Task: Among the entries, which lines carry the string "Milestone"? Copy every one.

Task input:
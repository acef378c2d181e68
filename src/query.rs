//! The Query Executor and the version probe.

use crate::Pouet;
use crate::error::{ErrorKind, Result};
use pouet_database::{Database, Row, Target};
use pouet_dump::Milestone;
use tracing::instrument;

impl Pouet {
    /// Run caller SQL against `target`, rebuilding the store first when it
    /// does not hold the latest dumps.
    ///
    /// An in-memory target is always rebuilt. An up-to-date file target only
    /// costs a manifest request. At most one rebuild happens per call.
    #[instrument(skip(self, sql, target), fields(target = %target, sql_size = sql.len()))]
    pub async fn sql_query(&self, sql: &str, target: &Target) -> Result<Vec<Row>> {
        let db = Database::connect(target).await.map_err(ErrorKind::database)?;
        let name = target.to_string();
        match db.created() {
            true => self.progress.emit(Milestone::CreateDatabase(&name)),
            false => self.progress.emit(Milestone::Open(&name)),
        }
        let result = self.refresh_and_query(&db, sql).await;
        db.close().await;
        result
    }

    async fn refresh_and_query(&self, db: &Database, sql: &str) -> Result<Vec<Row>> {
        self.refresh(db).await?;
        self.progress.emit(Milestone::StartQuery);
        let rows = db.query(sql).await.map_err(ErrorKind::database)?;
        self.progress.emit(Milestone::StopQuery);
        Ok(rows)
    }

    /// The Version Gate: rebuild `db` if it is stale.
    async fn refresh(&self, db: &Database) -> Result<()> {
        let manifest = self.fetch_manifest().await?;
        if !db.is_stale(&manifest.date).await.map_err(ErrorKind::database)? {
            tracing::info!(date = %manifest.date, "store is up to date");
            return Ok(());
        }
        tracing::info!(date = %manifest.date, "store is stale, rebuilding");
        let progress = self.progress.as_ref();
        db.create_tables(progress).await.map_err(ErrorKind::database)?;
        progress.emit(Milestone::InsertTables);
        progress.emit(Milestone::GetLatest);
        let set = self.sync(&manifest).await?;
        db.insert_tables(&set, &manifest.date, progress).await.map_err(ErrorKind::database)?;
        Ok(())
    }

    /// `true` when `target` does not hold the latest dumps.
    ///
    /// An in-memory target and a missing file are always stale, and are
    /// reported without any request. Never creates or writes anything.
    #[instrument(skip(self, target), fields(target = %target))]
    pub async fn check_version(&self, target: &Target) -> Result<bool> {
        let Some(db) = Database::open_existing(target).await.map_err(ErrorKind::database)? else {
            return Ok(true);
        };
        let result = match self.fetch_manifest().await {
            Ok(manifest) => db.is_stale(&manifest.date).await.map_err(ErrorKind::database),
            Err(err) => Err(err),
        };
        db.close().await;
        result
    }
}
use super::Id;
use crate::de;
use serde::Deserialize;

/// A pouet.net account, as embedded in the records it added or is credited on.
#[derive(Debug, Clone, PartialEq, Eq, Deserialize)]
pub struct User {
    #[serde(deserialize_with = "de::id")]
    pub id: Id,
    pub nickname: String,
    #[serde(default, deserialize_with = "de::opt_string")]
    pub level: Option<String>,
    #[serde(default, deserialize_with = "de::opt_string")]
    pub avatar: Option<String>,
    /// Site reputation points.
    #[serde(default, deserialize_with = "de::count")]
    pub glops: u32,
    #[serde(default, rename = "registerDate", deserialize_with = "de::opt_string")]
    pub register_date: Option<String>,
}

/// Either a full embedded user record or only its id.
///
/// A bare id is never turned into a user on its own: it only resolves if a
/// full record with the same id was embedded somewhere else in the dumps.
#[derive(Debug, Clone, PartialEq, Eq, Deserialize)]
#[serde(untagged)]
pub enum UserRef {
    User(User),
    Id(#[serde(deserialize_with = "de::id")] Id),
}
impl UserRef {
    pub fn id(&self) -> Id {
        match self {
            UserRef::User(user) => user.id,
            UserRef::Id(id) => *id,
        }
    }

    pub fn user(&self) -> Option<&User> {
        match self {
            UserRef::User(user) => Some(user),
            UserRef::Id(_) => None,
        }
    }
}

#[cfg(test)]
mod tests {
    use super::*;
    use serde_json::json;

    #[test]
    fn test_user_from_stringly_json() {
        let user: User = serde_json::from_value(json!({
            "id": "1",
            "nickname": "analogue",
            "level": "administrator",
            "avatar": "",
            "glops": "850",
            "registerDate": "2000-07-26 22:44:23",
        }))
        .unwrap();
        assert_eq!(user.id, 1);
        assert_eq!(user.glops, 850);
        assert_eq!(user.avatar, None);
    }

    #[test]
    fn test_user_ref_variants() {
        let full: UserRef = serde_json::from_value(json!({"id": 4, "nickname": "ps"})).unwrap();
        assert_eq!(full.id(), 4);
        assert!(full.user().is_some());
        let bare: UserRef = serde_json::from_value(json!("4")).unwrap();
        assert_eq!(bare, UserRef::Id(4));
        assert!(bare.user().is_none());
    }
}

Exercise answer:
use pouet_dump::Milestone;
            true => self.progress.emit(Milestone::CreateDatabase(&name)),
            false => self.progress.emit(Milestone::Open(&name)),
        self.progress.emit(Milestone::StartQuery);
        self.progress.emit(Milestone::StopQuery);
        progress.emit(Milestone::InsertTables);
        progress.emit(Milestone::GetLatest);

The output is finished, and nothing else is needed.